The Afghan nightmare, as the Russians learned, never ends. Our current allies will be tomorrow's enemies, as it has always been. Recall that the Taliban's members and its Arab supporters in Al Qaeda are veterans of the moujahedeen, who were once hailed by the Reagan administration as anti-Soviet "freedom fighters." And that the Taliban government was congratulated by U.S. officials only weeks before Sept. 11 for having dramatically eliminated Afghanistan's huge opium harvest and was rewarded with increased U.S. economic aid through the U.N.

In the area controlled by the Northern Alliance, however, the opium trade was still king. And, not surprisingly, with the Taliban gone, Afghanistan is again the major supplier to the world heroin market.

Conveniently, the drug war that obsessed this administration before Sept. 11 is now ignored. Our new enemy is not dope growers but Iraq, even though Bush has produced no convincing evidence that Baghdad has anything to do with the Al Qaeda network.

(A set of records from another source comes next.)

//! Core domain types for mastermind.

use serde::{Deserialize, Serialize};

/// Number of slots in a guess row and in the secret.
pub const ROW_LENGTH: usize = 4;

/// A game-piece colour.
#[derive(
    Debug, Clone, Copy, PartialEq, Eq, Hash, Serialize, Deserialize, strum::EnumIter,
)]
#[serde(rename_all = "lowercase")]
pub enum Colour {
    /// Red piece.
    Red,
    /// Green piece.
    Green,
    /// Blue piece.
    Blue,
    /// Yellow piece.
    Yellow,
    /// Orange piece.
    Orange,
    /// Purple piece.
    Purple,
}

impl Colour {
    /// The full palette, in cycle order.
    pub const ALL: [Colour; 6] = [
        Colour::Red,
        Colour::Green,
        Colour::Blue,
        Colour::Yellow,
        Colour::Orange,
        Colour::Purple,
    ];

    /// Get label for this colour (for display).
    pub fn label(&self) -> &'static str {
        match self {
            Colour::Red => "red",
            Colour::Green => "green",
            Colour::Blue => "blue",
            Colour::Yellow => "yellow",
            Colour::Orange => "orange",
            Colour::Purple => "purple",
        }
    }

    /// Parse from a display label (case-insensitive).
    pub fn from_label(s: &str) -> Option<Colour> {
        let s = s.trim().to_lowercase();
        <Colour as strum::IntoEnumIterator>::iter().find(|colour| colour.label() == s)
    }

    /// Converts colour to its palette index.
    pub fn to_index(self) -> usize {
        self as usize
    }

    /// Creates colour from a palette index.
    pub fn from_index(index: usize) -> Option<Self> {
        Self::ALL.get(index).copied()
    }
}

impl std::fmt::Display for Colour {
    fn fmt(&self, f: &mut std::fmt::Formatter<'_>) -> std::fmt::Result {
        write!(f, "{}", self.label())
    }
}

/// A position within a guess row.
///
/// `Empty` is the unset sentinel: it is distinct from every palette colour,
/// which is what keeps the scoring passes from matching consumed slots.
#[derive(Debug, Clone, Copy, PartialEq, Eq, Hash, Serialize, Deserialize)]
#[serde(rename_all = "lowercase")]
pub enum Slot {
    /// No colour chosen yet.
    Empty,
    /// Slot holds a palette colour.
    Filled(Colour),
}

impl Slot {
    /// Checks if the slot is unset.
    pub fn is_empty(&self) -> bool {
        matches!(self, Slot::Empty)
    }

    /// Returns the slot's colour, if any.
    pub fn colour(&self) -> Option<Colour> {
        match self {
            Slot::Empty => None,
            Slot::Filled(colour) => Some(*colour),
        }
    }

    /// Returns the next slot value in the click cycle: empty, then each of
    /// the first `palette_size` colours in order, wrapping back to empty.
    #[must_use]
    pub fn cycle(self, palette_size: usize) -> Slot {
        match self {
            Slot::Empty => Slot::Filled(Colour::ALL[0]),
            Slot::Filled(colour) => {
                let next = colour.to_index() + 1;
                match Colour::from_index(next) {
                    Some(colour) if next < palette_size => Slot::Filled(colour),
                    _ => Slot::Empty,
                }
            }
        }
    }
}

impl Default for Slot {
    fn default() -> Self {
        Slot::Empty
    }
}

/// Score for a submitted guess.
///
/// `exact` counts slots with the right colour in the right position (black
/// pegs); `colour` counts right colours in the wrong position (white pegs).
#[derive(Debug, Clone, Copy, PartialEq, Eq, Hash, Serialize, Deserialize)]
pub struct Feedback {
    exact: u8,
    colour: u8,
}

impl Feedback {
    /// Creates feedback from exact and colour-only counts.
    pub fn new(exact: u8, colour: u8) -> Self {
        debug_assert!(
            (exact + colour) as usize <= ROW_LENGTH,
            "feedback counts exceed row length"
        );
        Self { exact, colour }
    }

    /// Right colour, right position.
    pub fn exact(&self) -> u8 {
        self.exact
    }

    /// Right colour, wrong position.
    pub fn colour(&self) -> u8 {
        self.colour
    }

    /// Checks whether every slot matched in colour and position.
    pub fn is_win(&self) -> bool {
        self.exact as usize == ROW_LENGTH
    }
}

impl std::fmt::Display for Feedback {
    fn fmt(&self, f: &mut std::fmt::Formatter<'_>) -> std::fmt::Result {
        write!(f, "{} exact, {} colour", self.exact, self.colour)
    }
}

/// Current outcome of a session.
#[derive(Debug, Clone, Copy, PartialEq, Eq, Hash, Serialize, Deserialize)]
#[serde(rename_all = "lowercase")]
pub enum Outcome {
    /// Attempts remain and the secret is unguessed.
    InProgress,
    /// A guess matched the secret.
    Won,
    /// Every attempt was spent without a match.
    Lost,
}

impl Outcome {
    /// Checks whether the session has ended.
    pub fn is_terminal(&self) -> bool {
        !matches!(self, Outcome::InProgress)
    }
}

impl std::fmt::Display for Outcome {
    fn fmt(&self, f: &mut std::fmt::Formatter<'_>) -> std::fmt::Result {
        match self {
            Outcome::InProgress => write!(f, "in progress"),
            Outcome::Won => write!(f, "won"),
            Outcome::Lost => write!(f, "lost"),
        }
    }
}

#[cfg(test)]
mod tests {
    use super::*;

    #[test]
    fn test_cycle_walks_full_palette() {
        let mut slot = Slot::Empty;
        for colour in Colour::ALL {
            slot = slot.cycle(Colour::ALL.len());
            assert_eq!(slot, Slot::Filled(colour));
        }
        assert_eq!(slot.cycle(Colour::ALL.len()), Slot::Empty);
    }

    #[test]
    fn test_cycle_wraps_within_restricted_palette() {
        let slot = Slot::Filled(Colour::Blue);
        // Blue is the last colour of a three-colour palette.
        assert_eq!(slot.cycle(3), Slot::Empty);
        assert_eq!(Slot::Empty.cycle(3), Slot::Filled(Colour::Red));
    }

    #[test]
    fn test_label_round_trip() {
        for colour in Colour::ALL {
            assert_eq!(Colour::from_label(colour.label()), Some(colour));
        }
        assert_eq!(Colour::from_label("BLUE"), Some(Colour::Blue));
        assert_eq!(Colour::from_label("mauve"), None);
    }

    #[test]
    fn test_index_round_trip() {
        for (index, colour) in Colour::ALL.into_iter().enumerate() {
            assert_eq!(colour.to_index(), index);
            assert_eq!(Colour::from_index(index), Some(colour));
        }
        assert_eq!(Colour::from_index(6), None);
    }

    #[test]
    fn test_feedback_win_requires_four_exact() {
        assert!(Feedback::new(4, 0).is_win());
        assert!(!Feedback::new(3, 1).is_win());
        assert!(!Feedback::new(0, 4).is_win());
    }
}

The country that clearly does, of course, is that hotbed of hypocrisy, Saudi Arabia, homeland of Osama bin Laden and 15 of the Sept. 11 hijackers. The sheikdom is now being sued for $1 trillion by families of the Sept. 11 victims. But President Bush would never move against the Saudis because American corporations, some led by close Bush family friends and associates, do too much business there.

So who else can Bush invade to take our minds off the dismal economy that his much-ballyhooed tax cut failed to save and may have helped wreck? Not North Korea, the third member of Bush's evil axis, which is proving a major disappointment by giving strong signals of embracing Chinese-style capitalism while courting its rich neighbors.

How depressing for Bush administration militarists that the world is such a complex place. For a few months, it seemed that the invasion of Iraq was the ticket to ride into another four-year term, but then the most respected of GOP elders, Brent Scowcroft and Henry Kissinger, rose up to remind Junior that just such hubris had destroyed his father's presidency.

Time to forgo the biblical allegories of good and evil and recognize that in the 21st century, smiting one's enemies is an elusive goal requiring patience and subtlety, as well as timely heroics. The enemy, whether it be global warming, addictive drugs, endemic poverty, religious fanaticism, terrorism or weapons of mass destruction, is best thought of as a dangerous disease succored by ignorance, pride and avarice - sins of which the U.S. too is sometimes guilty. That is why we will continue to be tormented by monsters of our own creation.